Diagnostic on prod confirmed the backend keeps sessions valid across deploys
(stable 64-char JWT key, 30-day access tokens, 62 refresh tokens persisting in
Redis with appendonly; redis/db never restart on deploy). The forced logout was
client-side:
1. The axios refresh path treated ANY refresh failure as "session gone" and
nuked the tokens. During the ~30s API restart window of a deploy, the refresh
POST gets a 502/timeout (transient) → user kicked to /login. Now refresh
distinguishes a definitive 4xx (truly invalid/expired refresh → log out) from
a transient network/5xx failure (reject + keep the session; retry later).
Refresh tokens are opaque Redis GUIDs, so they survive even a key rotation —
the only thing that was breaking sessions was this over-eager logout.

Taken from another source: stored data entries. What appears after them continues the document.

//! Configuration structs and enumerations for the sensor's settings
//!
//! This module houses the datastructures that describe how the sensing engine
//! is configured and what the interrupt register reports. A [`Config`] can be
//! applied in one go with [`AS3935::configure`].
//!
//! [`AS3935::configure`]: ../hl/struct.AS3935.html#method.configure

/// Strike-count thresholds supported by the hardware
///
/// The register stores the position of the threshold in this table, not the
/// threshold itself.
pub const STRIKE_COUNT_THRESHOLDS: [u8; 4] = [1, 5, 9, 16];

/// Antenna frequency division ratios supported by the hardware
///
/// The register stores the position of the ratio in this table, not the ratio
/// itself.
pub const FREQ_DIVISION_RATIOS: [u8; 4] = [16, 32, 64, 128];

/// Returns the register index of `value` within one of the lookup tables
///
/// The tables hold at most four entries, so a linear scan is all it takes.
pub(crate) fn index_in_table(table: &[u8], value: u8) -> Option<u8> {
    table.iter().position(|&entry| entry == value).map(|i| i as u8)
}

/// Sensing configuration
///
/// The defaults match the chip's power-on values.
#[derive(Copy, Clone, Debug, Eq, PartialEq)]
#[cfg_attr(feature = "defmt", derive(defmt::Format))]
#[cfg_attr(feature = "serde", derive(serde::Serialize, serde::Deserialize))]
pub struct Config {
    /// Analogue front-end gain for indoor use. Set to `false` when the sensor
    /// is mounted outdoors.
    pub indoor: bool,
    /// Watchdog threshold, 0 to 10. Higher values reject more disturbers at
    /// the cost of sensitivity.
    pub watchdog: u8,
    /// Noise floor level, 0 to 7. Higher values tolerate more background
    /// noise.
    pub noise_floor_limit: u8,
    /// Spike rejection threshold, 0 to 11. Higher values reject more false
    /// triggers at the cost of sensitivity.
    pub spike_threshold: u8,
    /// Minimum number of strikes before an interrupt fires. One of 1, 5, 9
    /// or 16.
    pub strike_count_threshold: u8,
    /// Suppress interrupts for disturber events.
    pub disturber_masked: bool,
    /// Antenna frequency division ratio used during tuning. One of 16, 32,
    /// 64 or 128.
    pub freq_divisor: u8,
    /// Antenna tuning capacitance in pF, 0 to 120 in steps of 8.
    pub tuning_capacitance: u8,
}

impl Default for Config {
    fn default() -> Self {
        Config {
            indoor: true,
            watchdog: 2,
            noise_floor_limit: 2,
            spike_threshold: 2,
            strike_count_threshold: 1,
            disturber_masked: false,
            freq_divisor: 16,
            tuning_capacitance: 0,
        }
    }
}

/// Events reported by the interrupt register
#[derive(Copy, Clone, Debug, Eq, PartialEq)]
#[cfg_attr(feature = "defmt", derive(defmt::Format))]
#[cfg_attr(feature = "serde", derive(serde::Serialize, serde::Deserialize))]
pub enum Event {
    /// The distance estimate changed after old strike data was purged
    DistanceChanged = 0x00,
    /// The noise level exceeds the configured noise floor; stays asserted
    /// while the noise remains
    NoiseHigh = 0x01,
    /// A disturber was detected
    Disturber = 0x04,
    /// A lightning strike was detected
    Lightning = 0x08,
}

impl Event {
    pub(crate) fn from_reg(value: u8) -> Self {
        match value {
            0x08 => Event::Lightning,
            0x04 => Event::Disturber,
            0x01 => Event::NoiseHigh,
            _ => Event::DistanceChanged,
        }
    }
}

/// Identifies the internal RC oscillator(s) that failed to calibrate
#[derive(Copy, Clone, Debug, Eq, PartialEq)]
#[cfg_attr(feature = "defmt", derive(defmt::Format))]
#[cfg_attr(feature = "serde", derive(serde::Serialize, serde::Deserialize))]
pub enum Oscillator {
    /// The 1.1 MHz timer RC oscillator
    Trco,
    /// The 32.768 kHz system RC oscillator
    Srco,
    /// Both oscillators
    Both,
}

2. PWA service worker served a stale app shell after an update, pointing at JS
chunks the new build replaced. Added skipWaiting + clientsClaim +
cleanupOutdatedCaches and a NetworkFirst handler for navigations so the HTML
and its chunk refs always match the live deploy; hashed static stays
CacheFirst.
Net: a normal update no longer logs anyone out. tsc clean.
Co-Authored-By: Claude Opus 4.8 <noreply@anthropic.com>